▶ _Directions for this task_:
Would you please return the lines of the material that contain the word "SocketAddr"?

▶ _Data_:
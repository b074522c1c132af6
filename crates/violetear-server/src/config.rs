//! Server configuration.
//!
//! Built in code with [`ServerConfig::builder()`] or loaded from TOML.
//! Durations are whole seconds in TOML.
//!
//! ```toml
//! http_addr = "127.0.0.1:8080"
//! request_timeout = 10
//! verbose = true
//! request_id_header = "Request-ID"
//!
//! [default_headers]
//! X-app-epazote = "1.1"
//!
//! [log]
//! level = "debug"
//! json_format = false
//! ```

use std::net::SocketAddr;
use std::path::Path;
use std::time::Duration;

use indexmap::IndexMap;
use serde::Deserialize;
use violetear_telemetry::LogConfig;

use crate::error::{Result, ServerError};

/// Default HTTP bind address.
pub const DEFAULT_HTTP_ADDR: &str = "0.0.0.0:8080";

/// Default shutdown timeout in seconds.
pub const DEFAULT_SHUTDOWN_TIMEOUT_SECS: u64 = 30;

/// Default per-request timeout in seconds.
pub const DEFAULT_REQUEST_TIMEOUT_SECS: u64 = 30;

/// Server configuration.
///
/// # Example
///
/// ```rust
/// use violetear_server::ServerConfig;
/// use std::time::Duration;
///
/// let config = ServerConfig::builder()
///     .http_addr("127.0.0.1:3000")
///     .request_timeout(Duration::from_secs(5))
///     .default_header("X-app-epazote", "1.1")
///     .build();
///
/// assert_eq!(config.http_addr(), "127.0.0.1:3000");
/// assert_eq!(config.default_headers().len(), 1);
/// ```
#[derive(Debug, Clone, PartialEq, Eq, Deserialize)]
#[serde(from = "ConfigFile")]
pub struct ServerConfig {
    http_addr: String,
    shutdown_timeout: Duration,
    request_timeout: Duration,
    keep_alive: bool,
    verbose: bool,
    default_headers: IndexMap<String, String>,
    request_id_header: Option<String>,
    log: LogConfig,
}

impl ServerConfig {
    /// Creates a configuration builder with default values.
    #[must_use]
    pub fn builder() -> ServerConfigBuilder {
        ServerConfigBuilder::default()
    }

    /// Parses a configuration from a TOML document.
    ///
    /// Missing keys take their defaults.
    ///
    /// # Errors
    ///
    /// Returns [`ServerError::Config`] if the document is not valid TOML or
    /// contains unknown keys.
    pub fn from_toml_str(source: &str) -> Result<Self> {
        toml::from_str(source).map_err(|e| ServerError::Config(e.to_string()))
    }

    /// Reads and parses a TOML configuration file.
    ///
    /// # Errors
    ///
    /// Returns [`ServerError::Config`] if the file can't be read or parsed.
    pub fn from_file(path: impl AsRef<Path>) -> Result<Self> {
        let path = path.as_ref();
        let source = std::fs::read_to_string(path)
            .map_err(|e| ServerError::Config(format!("{}: {e}", path.display())))?;
        Self::from_toml_str(&source)
    }

    /// Returns the HTTP bind address.
    #[must_use]
    pub fn http_addr(&self) -> &str {
        &self.http_addr
    }

    /// Parses the HTTP address as a `SocketAddr`.
    ///
    /// # Errors
    ///
    /// Returns an error if the address cannot be parsed.
    pub fn socket_addr(&self) -> std::result::Result<SocketAddr, std::net::AddrParseError> {
        self.http_addr.parse()
    }

    /// How long to wait for open connections after a shutdown signal.
    #[must_use]
    pub fn shutdown_timeout(&self) -> Duration {
        self.shutdown_timeout
    }

    /// Upper bound for reading a request body and for running its handler.
    #[must_use]
    pub fn request_timeout(&self) -> Duration {
        self.request_timeout
    }

    /// Whether HTTP/1.1 keep-alive is enabled.
    #[must_use]
    pub fn keep_alive(&self) -> bool {
        self.keep_alive
    }

    /// Whether every request is logged at `info`.
    #[must_use]
    pub fn verbose(&self) -> bool {
        self.verbose
    }

    /// Headers written onto every response unless the handler set them.
    #[must_use]
    pub fn default_headers(&self) -> &IndexMap<String, String> {
        &self.default_headers
    }

    /// Request header echoed back on the response, if any.
    #[must_use]
    pub fn request_id_header(&self) -> Option<&str> {
        self.request_id_header.as_deref()
    }

    /// Logging configuration.
    #[must_use]
    pub fn log(&self) -> &LogConfig {
        &self.log
    }
}

impl Default for ServerConfig {
    fn default() -> Self {
        Self::builder().build()
    }
}

/// TOML shape of [`ServerConfig`].
#[derive(Debug, Deserialize)]
#[serde(default, deny_unknown_fields)]
struct ConfigFile {
    http_addr: String,
    shutdown_timeout: u64,
    request_timeout: u64,
    keep_alive: bool,
    verbose: bool,
    default_headers: IndexMap<String, String>,
    request_id_header: Option<String>,
    log: LogConfig,
}

impl Default for ConfigFile {
    fn default() -> Self {
        Self {
            http_addr: DEFAULT_HTTP_ADDR.to_string(),
            shutdown_timeout: DEFAULT_SHUTDOWN_TIMEOUT_SECS,
            request_timeout: DEFAULT_REQUEST_TIMEOUT_SECS,
            keep_alive: true,
            verbose: false,
            default_headers: IndexMap::new(),
            request_id_header: None,
            log: LogConfig::default(),
        }
    }
}

impl From<ConfigFile> for ServerConfig {
    fn from(file: ConfigFile) -> Self {
        Self {
            http_addr: file.http_addr,
            shutdown_timeout: Duration::from_secs(file.shutdown_timeout),
            request_timeout: Duration::from_secs(file.request_timeout),
            keep_alive: file.keep_alive,
            verbose: file.verbose,
            default_headers: file.default_headers,
            request_id_header: file.request_id_header,
            log: file.log,
        }
    }
}

/// Builder for [`ServerConfig`].
#[derive(Debug, Clone)]
pub struct ServerConfigBuilder {
    config: ServerConfig,
}

impl Default for ServerConfigBuilder {
    fn default() -> Self {
        Self {
            config: ConfigFile::default().into(),
        }
    }
}

impl ServerConfigBuilder {
    /// Creates a builder with default values.
    #[must_use]
    pub fn new() -> Self {
        Self::default()
    }

    /// Sets the HTTP bind address.
    #[must_use]
    pub fn http_addr(mut self, addr: impl Into<String>) -> Self {
        self.config.http_addr = addr.into();
        self
    }

    /// Sets the graceful shutdown timeout.
    #[must_use]
    pub fn shutdown_timeout(mut self, timeout: Duration) -> Self {
        self.config.shutdown_timeout = timeout;
        self
    }

    /// Sets the per-request timeout.
    #[must_use]
    pub fn request_timeout(mut self, timeout: Duration) -> Self {
        self.config.request_timeout = timeout;
        self
    }

    /// Enables or disables HTTP/1.1 keep-alive.
    #[must_use]
    pub fn keep_alive(mut self, enabled: bool) -> Self {
        self.config.keep_alive = enabled;
        self
    }

    /// Enables per-request `info` logging.
    #[must_use]
    pub fn verbose(mut self, enabled: bool) -> Self {
        self.config.verbose = enabled;
        self
    }

    /// Adds a default response header. A later call with the same name
    /// replaces the earlier value.
    #[must_use]
    pub fn default_header(mut self, name: impl Into<String>, value: impl Into<String>) -> Self {
        self.config.default_headers.insert(name.into(), value.into());
        self
    }

    /// Sets the request header to echo back on responses.
    #[must_use]
    pub fn request_id_header(mut self, name: impl Into<String>) -> Self {
        self.config.request_id_header = Some(name.into());
        self
    }

    /// Sets the logging configuration.
    #[must_use]
    pub fn log(mut self, log: LogConfig) -> Self {
        self.config.log = log;
        self
    }

    /// Builds the configuration.
    #[must_use]
    pub fn build(self) -> ServerConfig {
        self.config
    }
}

▶ _Expected output_:
use std::net::SocketAddr;
    /// Parses the HTTP address as a `SocketAddr`.
    pub fn socket_addr(&self) -> std::result::Result<SocketAddr, std::net::AddrParseError> {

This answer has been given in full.